Chamkaur Dhaliwal Singh

Plenty of our local talented athletes succumb to giving up the sports so young due to reason such as national service, studies and supporting the family. Basically it’s not viable in Singapore context being the paper chase society to sacrifice that time and effort. Chamkaur Singh however is a unique success story where he overcame odds and achieved ‘success’ by doing it all on his own. After much preserverance, he finally broke the 1500m men’s record in 2002 and a SEA Games 2003 podium finish.

Chamkaur Dhaliwal Singh

During the last 2005 Phillipines SEA Games he unfortunately missed out the event due to a posterior heel injury and recently I contacted Chamkaur for an interview, to update us on his recovery progress and his quest for gold at the upcoming Thailand 2007 SEA Games.

Chamkaur Dhaliwal Singh

Height: 1.76m

Weight: 62kg

Date of Birth: 11 June 1973

Coach: Mr Peter Good

Personal Best: 800m – 1.55.18mins
1500m – 3.51.59 mins
3000m – 8.31.84 mins
5000m – 15.03.74 mins
10000m – 32.03.56 mins

Chamkaur Dhaliwal Singh

  1. When we last interviewed you in 2005, you were recovering from posterior heel surgery. Did you manage to get back into normal training patterns previously or was there any complications from the recovery?

    Yes, I have finally got over this injury but it only came good in May-Jun 2006. I think as with any surgery, there will always be some form of complications. After the surgery I was getting a new pain in my Achilles tendon which I didn’t have before the surgery. Personally, I didn’t think the surgery did help in solving the problem. 3-4 months after the surgery, I was getting the exact same pain on my heel and the additional new pain in my Achilles tendon. In fact, what finally solved my problem was a calf strengthening program which I accidentally found in my research of Achilles tendon injury. I religiously followed the program for 3 months and did completely no running at all.
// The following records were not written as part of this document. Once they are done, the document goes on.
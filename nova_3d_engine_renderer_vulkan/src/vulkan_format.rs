/// Conversions between engine enums and Vulkan enums

use ash::vk;
use nova_3d_engine::nova3d::render::{ImageLayout, LoadOp, StoreOp, TextureFormat, TextureUsage};

pub(crate) fn format_to_vk(format: TextureFormat) -> vk::Format {
    match format {
        TextureFormat::R8G8B8A8_SRGB => vk::Format::R8G8B8A8_SRGB,
        TextureFormat::R8G8B8A8_UNORM => vk::Format::R8G8B8A8_UNORM,
        TextureFormat::B8G8R8A8_SRGB => vk::Format::B8G8R8A8_SRGB,
        TextureFormat::B8G8R8A8_UNORM => vk::Format::B8G8R8A8_UNORM,
        TextureFormat::R16G16B16A16_SFLOAT => vk::Format::R16G16B16A16_SFLOAT,
        TextureFormat::D16_UNORM => vk::Format::D16_UNORM,
        TextureFormat::D32_FLOAT => vk::Format::D32_SFLOAT,
        TextureFormat::D24_UNORM_S8_UINT => vk::Format::D24_UNORM_S8_UINT,
    }
}

pub(crate) fn usage_to_vk(usage: TextureUsage) -> vk::ImageUsageFlags {
    match usage {
        TextureUsage::Sampled => {
            vk::ImageUsageFlags::SAMPLED | vk::ImageUsageFlags::TRANSFER_DST
        }
        TextureUsage::RenderTarget => {
            vk::ImageUsageFlags::COLOR_ATTACHMENT | vk::ImageUsageFlags::TRANSFER_SRC
        }
        TextureUsage::SampledAndRenderTarget => {
            vk::ImageUsageFlags::COLOR_ATTACHMENT | vk::ImageUsageFlags::SAMPLED
        }
        TextureUsage::DepthStencil => {
            vk::ImageUsageFlags::DEPTH_STENCIL_ATTACHMENT | vk::ImageUsageFlags::SAMPLED
        }
    }
}

pub(crate) fn aspect_mask_for(format: TextureFormat) -> vk::ImageAspectFlags {
    match format {
        TextureFormat::D24_UNORM_S8_UINT => {
            vk::ImageAspectFlags::DEPTH | vk::ImageAspectFlags::STENCIL
        }
        TextureFormat::D16_UNORM | TextureFormat::D32_FLOAT => vk::ImageAspectFlags::DEPTH,
        _ => vk::ImageAspectFlags::COLOR,
    }
}

pub(crate) fn load_op_to_vk(load_op: LoadOp) -> vk::AttachmentLoadOp {
    match load_op {
        LoadOp::Load => vk::AttachmentLoadOp::LOAD,
        LoadOp::Clear => vk::AttachmentLoadOp::CLEAR,
        LoadOp::DontCare => vk::AttachmentLoadOp::DONT_CARE,
    }
}

pub(crate) fn store_op_to_vk(store_op: StoreOp) -> vk::AttachmentStoreOp {
    match store_op {
        StoreOp::Store => vk::AttachmentStoreOp::STORE,
        StoreOp::DontCare => vk::AttachmentStoreOp::DONT_CARE,
    }
}

pub(crate) fn image_layout_to_vk(layout: ImageLayout) -> vk::ImageLayout {
    match layout {
        ImageLayout::Undefined => vk::ImageLayout::UNDEFINED,
        ImageLayout::ColorAttachment => vk::ImageLayout::COLOR_ATTACHMENT_OPTIMAL,
        ImageLayout::DepthStencilAttachment => vk::ImageLayout::DEPTH_STENCIL_ATTACHMENT_OPTIMAL,
        ImageLayout::ShaderReadOnly => vk::ImageLayout::SHADER_READ_ONLY_OPTIMAL,
        ImageLayout::TransferSrc => vk::ImageLayout::TRANSFER_SRC_OPTIMAL,
        ImageLayout::TransferDst => vk::ImageLayout::TRANSFER_DST_OPTIMAL,
        ImageLayout::PresentSrc => vk::ImageLayout::PRESENT_SRC_KHR,
    }
}

pub(crate) fn sample_count_to_vk(samples: u32) -> vk::SampleCountFlags {
    match samples {
        2 => vk::SampleCountFlags::TYPE_2,
        4 => vk::SampleCountFlags::TYPE_4,
        8 => vk::SampleCountFlags::TYPE_8,
        16 => vk::SampleCountFlags::TYPE_16,
        _ => vk::SampleCountFlags::TYPE_1,
    }
}

// ============================================================================
// Tests
// ============================================================================

#[cfg(test)]
#[path = "vulkan_format_tests.rs"]
mod tests;
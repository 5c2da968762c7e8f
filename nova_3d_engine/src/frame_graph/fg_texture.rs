/// Frame graph texture - bridges a virtual texture to a pooled (or
/// imported) backend texture

use std::sync::Arc;

use crate::error::Result;
use crate::frame_graph::resource_pool::{FrameGraphCache, PoolHandle};
use crate::frame_graph::{GraphResource, ResourceUsage};
use crate::graphics_device::{GraphicsDevice, Texture, TextureDesc, TextureFormat, TextureUsage};

/// Creation parameters for a frame graph texture
#[derive(Debug, Clone, PartialEq, Eq, Hash)]
pub struct FgTextureDesc {
    pub width: u32,
    pub height: u32,
    pub format: TextureFormat,
    pub sample_count: u32,
    pub mip_levels: u32,
    pub array_layers: u32,
}

impl Default for FgTextureDesc {
    fn default() -> Self {
        Self {
            width: 128,
            height: 128,
            format: TextureFormat::R8G8B8A8_UNORM,
            sample_count: 1,
            mip_levels: 1,
            array_layers: 1,
        }
    }
}

/// A texture owned (or referenced) by the frame graph.
///
/// Transient form: backed by the cache's texture pool between
/// `create` and `destroy`. Imported form: wraps an externally owned
/// backend texture and never touches the pool.
#[derive(Default)]
pub struct FgTexture {
    imported: Option<Arc<dyn Texture>>,
    pooled: Option<PoolHandle<dyn Texture>>,
}

impl FgTexture {
    /// Wrap an externally owned backend texture (e.g. the swapchain's
    /// current image)
    pub fn from_imported(texture: Arc<dyn Texture>) -> Self {
        Self {
            imported: Some(texture),
            pooled: None,
        }
    }

    /// The backend texture, if imported or currently realized
    pub fn backend_texture(&self) -> Option<&Arc<dyn Texture>> {
        self.imported
            .as_ref()
            .or_else(|| self.pooled.as_ref().map(|handle| &handle.resource))
    }

    /// Map accumulated frame graph usage onto backend creation flags
    fn texture_usage(usage: ResourceUsage) -> TextureUsage {
        if usage.contains(ResourceUsage::DEPTH_STENCIL_ATTACHMENT) {
            TextureUsage::DepthStencil
        } else if usage.contains(ResourceUsage::COLOR_ATTACHMENT)
            && usage.contains(ResourceUsage::SAMPLED)
        {
            TextureUsage::SampledAndRenderTarget
        } else if usage.contains(ResourceUsage::COLOR_ATTACHMENT)
            || usage.contains(ResourceUsage::PRESENT)
        {
            TextureUsage::RenderTarget
        } else {
            TextureUsage::Sampled
        }
    }
}

impl GraphResource for FgTexture {
    type Descriptor = FgTextureDesc;

    fn create(
        &mut self,
        desc: &FgTextureDesc,
        usage: ResourceUsage,
        device: &mut dyn GraphicsDevice,
        cache: &mut FrameGraphCache,
    ) -> Result<()> {
        debug_assert!(self.imported.is_none(), "imported texture must not be created");
        debug_assert!(self.pooled.is_none(), "texture realized twice");

        let texture_desc = TextureDesc {
            width: desc.width,
            height: desc.height,
            format: desc.format,
            usage: Self::texture_usage(usage),
            array_layers: desc.array_layers,
            mip_levels: desc.mip_levels,
            sample_count: desc.sample_count,
        };
        self.pooled = Some(cache.textures.allocate(&texture_desc, device)?);
        Ok(())
    }

    fn destroy(&mut self, cache: &mut FrameGraphCache) {
        if let Some(handle) = self.pooled.take() {
            cache.textures.free(handle);
        }
    }
}

// ============================================================================
// Tests
// ============================================================================

#[cfg(test)]
#[path = "fg_texture_tests.rs"]
mod tests;
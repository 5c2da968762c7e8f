/// Mock GraphicsDevice for unit tests (no GPU required)
///
/// Tracks every factory invocation and every recorded command so frame
/// graph tests can assert creation counts, pooled reuse, and the exact
/// interleaving of resource realization and pass execution.

#[cfg(test)]
use std::sync::{Arc, Mutex};

#[cfg(test)]
use crate::error::Result;
#[cfg(test)]
use crate::graphics_device::{
    ClearValue, CommandList, Config, Framebuffer, FramebufferDesc, GraphicsDevice, Rect2D,
    RenderPass, RenderPassDesc, RenderTarget, Texture, TextureDesc, TextureInfo, TextureUsage,
    Viewport,
};
#[cfg(test)]
use crate::engine_bail;

/// Shared, ordered log of everything the mock device and its command
/// lists did. Tests interleave their own markers with device events.
#[cfg(test)]
pub type EventLog = Arc<Mutex<Vec<String>>>;

#[cfg(test)]
pub fn new_event_log() -> EventLog {
    Arc::new(Mutex::new(Vec::new()))
}

// ============================================================================
// Mock Texture
// ============================================================================

#[cfg(test)]
#[derive(Debug)]
pub struct MockTexture {
    pub info: TextureInfo,
    pub name: String,
}

#[cfg(test)]
impl MockTexture {
    pub fn new(desc: &TextureDesc, name: String) -> Self {
        Self {
            info: TextureInfo {
                width: desc.width,
                height: desc.height,
                format: desc.format,
                usage: desc.usage,
                array_layers: desc.array_layers,
                mip_levels: desc.mip_levels,
                sample_count: desc.sample_count,
            },
            name,
        }
    }
}

#[cfg(test)]
impl Texture for MockTexture {
    fn info(&self) -> &TextureInfo {
        &self.info
    }
}

// ============================================================================
// Mock RenderTarget
// ============================================================================

#[cfg(test)]
#[derive(Debug)]
pub struct MockRenderTarget {
    pub width: u32,
    pub height: u32,
    pub format: crate::graphics_device::TextureFormat,
}

#[cfg(test)]
impl RenderTarget for MockRenderTarget {
    fn width(&self) -> u32 {
        self.width
    }

    fn height(&self) -> u32 {
        self.height
    }

    fn format(&self) -> crate::graphics_device::TextureFormat {
        self.format
    }
}

// ============================================================================
// Mock RenderPass
// ============================================================================

#[cfg(test)]
#[derive(Debug)]
pub struct MockRenderPass {
    pub desc: RenderPassDesc,
}

#[cfg(test)]
impl RenderPass for MockRenderPass {}

// ============================================================================
// Mock Framebuffer
// ============================================================================

#[cfg(test)]
#[derive(Debug)]
pub struct MockFramebuffer {
    pub width: u32,
    pub height: u32,
}

#[cfg(test)]
impl Framebuffer for MockFramebuffer {
    fn width(&self) -> u32 {
        self.width
    }

    fn height(&self) -> u32 {
        self.height
    }
}

// ============================================================================
// Mock CommandList
// ============================================================================

#[cfg(test)]
#[derive(Debug)]
pub struct MockCommandList {
    pub commands: Vec<String>,
    events: Option<EventLog>,
}

#[cfg(test)]
impl MockCommandList {
    pub fn new(events: Option<EventLog>) -> Self {
        Self {
            commands: Vec::new(),
            events,
        }
    }

    fn record(&mut self, command: &str) {
        self.commands.push(command.to_string());
        if let Some(events) = &self.events {
            events.lock().unwrap().push(command.to_string());
        }
    }
}

#[cfg(test)]
impl CommandList for MockCommandList {
    fn begin(&mut self) -> Result<()> {
        self.record("begin");
        Ok(())
    }

    fn end(&mut self) -> Result<()> {
        self.record("end");
        Ok(())
    }

    fn begin_render_pass(
        &mut self,
        _render_pass: &Arc<dyn RenderPass>,
        _framebuffer: &Arc<dyn Framebuffer>,
        clear_values: &[ClearValue],
    ) -> Result<()> {
        self.record(&format!("begin_render_pass[{}]", clear_values.len()));
        Ok(())
    }

    fn end_render_pass(&mut self) -> Result<()> {
        self.record("end_render_pass");
        Ok(())
    }

    fn set_viewport(&mut self, _viewport: Viewport) -> Result<()> {
        self.record("set_viewport");
        Ok(())
    }

    fn set_scissor(&mut self, _scissor: Rect2D) -> Result<()> {
        self.record("set_scissor");
        Ok(())
    }

    fn draw(&mut self, vertex_count: u32, first_vertex: u32) -> Result<()> {
        self.record(&format!("draw({},{})", vertex_count, first_vertex));
        Ok(())
    }
}

// ============================================================================
// Mock GraphicsDevice
// ============================================================================

/// Mock GraphicsDevice that tracks created resources without a GPU
#[cfg(test)]
#[derive(Debug)]
pub struct MockGraphicsDevice {
    /// Names of created textures (one entry per factory invocation)
    pub created_textures: Arc<Mutex<Vec<String>>>,
    /// One entry per created render pass
    pub created_render_passes: Arc<Mutex<Vec<String>>>,
    /// One entry per created framebuffer
    pub created_framebuffers: Arc<Mutex<Vec<String>>>,
    /// Ordered event log shared with command lists (optional)
    events: Option<EventLog>,
}

#[cfg(test)]
impl MockGraphicsDevice {
    /// Create a new mock device
    pub fn new() -> Self {
        Self {
            created_textures: Arc::new(Mutex::new(Vec::new())),
            created_render_passes: Arc::new(Mutex::new(Vec::new())),
            created_framebuffers: Arc::new(Mutex::new(Vec::new())),
            events: None,
        }
    }

    /// Create a mock device that also pushes every factory call and
    /// recorded command into a shared, ordered event log
    pub fn with_event_log(events: EventLog) -> Self {
        let mut device = Self::new();
        device.events = Some(events);
        device
    }

    /// Ignored by the mock, kept for signature parity with real backends
    #[allow(dead_code)]
    pub fn config() -> Config {
        Config::default()
    }

    pub fn texture_count(&self) -> usize {
        self.created_textures.lock().unwrap().len()
    }

    pub fn render_pass_count(&self) -> usize {
        self.created_render_passes.lock().unwrap().len()
    }

    pub fn framebuffer_count(&self) -> usize {
        self.created_framebuffers.lock().unwrap().len()
    }

    fn push_event(&self, event: String) {
        if let Some(events) = &self.events {
            events.lock().unwrap().push(event);
        }
    }
}

#[cfg(test)]
impl GraphicsDevice for MockGraphicsDevice {
    fn create_texture(&mut self, desc: TextureDesc) -> Result<Arc<dyn Texture>> {
        let name = format!("texture_{}x{}_{:?}", desc.width, desc.height, desc.format);
        self.created_textures.lock().unwrap().push(name.clone());
        self.push_event(format!("create_texture:{}x{}", desc.width, desc.height));
        Ok(Arc::new(MockTexture::new(&desc, name)))
    }

    fn create_render_target_texture(
        &self,
        texture: &dyn Texture,
        layer: u32,
        mip_level: u32,
    ) -> Result<Arc<dyn RenderTarget>> {
        let info = texture.info();
        match info.usage {
            TextureUsage::RenderTarget
            | TextureUsage::SampledAndRenderTarget
            | TextureUsage::DepthStencil => {}
            _ => {
                engine_bail!(
                    "nova3d::mock",
                    "create_render_target_texture: incompatible texture usage {:?}",
                    info.usage
                );
            }
        }
        if layer >= info.array_layers {
            engine_bail!(
                "nova3d::mock",
                "create_render_target_texture: layer {} out of range (array_layers = {})",
                layer,
                info.array_layers
            );
        }
        if mip_level >= info.mip_levels {
            engine_bail!(
                "nova3d::mock",
                "create_render_target_texture: mip_level {} out of range (mip_levels = {})",
                mip_level,
                info.mip_levels
            );
        }
        let w = (info.width >> mip_level).max(1);
        let h = (info.height >> mip_level).max(1);
        Ok(Arc::new(MockRenderTarget {
            width: w,
            height: h,
            format: info.format,
        }))
    }

    fn create_render_pass(&self, desc: &RenderPassDesc) -> Result<Arc<dyn RenderPass>> {
        let name = format!(
            "render_pass_c{}_d{}",
            desc.color_attachments.len(),
            desc.depth_stencil_attachment.is_some() as u32
        );
        self.created_render_passes.lock().unwrap().push(name);
        self.push_event("create_render_pass".to_string());
        Ok(Arc::new(MockRenderPass { desc: desc.clone() }))
    }

    fn create_framebuffer(&self, desc: &FramebufferDesc) -> Result<Arc<dyn Framebuffer>> {
        let name = format!("framebuffer_{}x{}", desc.width, desc.height);
        self.created_framebuffers.lock().unwrap().push(name);
        self.push_event("create_framebuffer".to_string());
        Ok(Arc::new(MockFramebuffer {
            width: desc.width,
            height: desc.height,
        }))
    }

    fn create_command_list(&self) -> Result<Box<dyn CommandList>> {
        Ok(Box::new(MockCommandList::new(self.events.clone())))
    }

    fn submit(&self, _commands: &[&dyn CommandList]) -> Result<()> {
        self.push_event("submit".to_string());
        Ok(())
    }

    fn wait_idle(&self) -> Result<()> {
        Ok(())
    }
}

// ============================================================================
// Tests
// ============================================================================

#[cfg(test)]
#[path = "mock_graphics_device_tests.rs"]
mod tests;
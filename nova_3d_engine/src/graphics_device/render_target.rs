/// RenderTarget trait - a renderable view of one layer + mip of a texture

use crate::graphics_device::TextureFormat;

/// Render target trait
///
/// Represents a surface a render pass can render into. Created from a
/// texture via `GraphicsDevice::create_render_target_texture()` and
/// grouped into framebuffers.
pub trait RenderTarget: Send + Sync {
    /// Get the width of the render target in pixels
    fn width(&self) -> u32;

    /// Get the height of the render target in pixels
    fn height(&self) -> u32;

    /// Get the pixel format of the render target
    fn format(&self) -> TextureFormat;
}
So that happened in Dec 2005. Then I started 5mins running in Feb and slowly building that up and it was in May-Jun 2006 that I realized the pain was progressively getting better and I was running about 50 to 60km. So, it is only in Jun 2006 that I started a structured training with my coach. So far so good, I still have other niggles which I am actively managing it.

  2. It’s been 2 years plus since we last heard from you in the media. Can you update us like, where are you now, are you still training, what are you doing and most importantly will you be ‘gunning’ for SEA Games 2007 in Thailand.

    Yes, I am still in Sydney. This year will be my 7th year in Sydney. Wow, how time flies!!! I have been working in the financial industry doing IT stuff. Engineering here isn’t that big hence I had to get into the IT world. Yes yes yes, I am back running again. Thank god for allowing me to get back into running again after this long battle with my heel injury. I started running in Jun 2006 but training hasn’t been consistent as I had to take necessary breaks occasionally from running whenever the heel is complaining. I am back running 5 days 6 sessions a week with about 80km mileage and hoping to ramp it up to the usual zone of 120km to 140km, 7 days 10 sessions a week. SEA Games 2007, deep down in my heart, I would like to run it but with only 7 months training so far, I am a bit skeptical. But I am not counting it out at the moment as you would never when your fitness would kick in.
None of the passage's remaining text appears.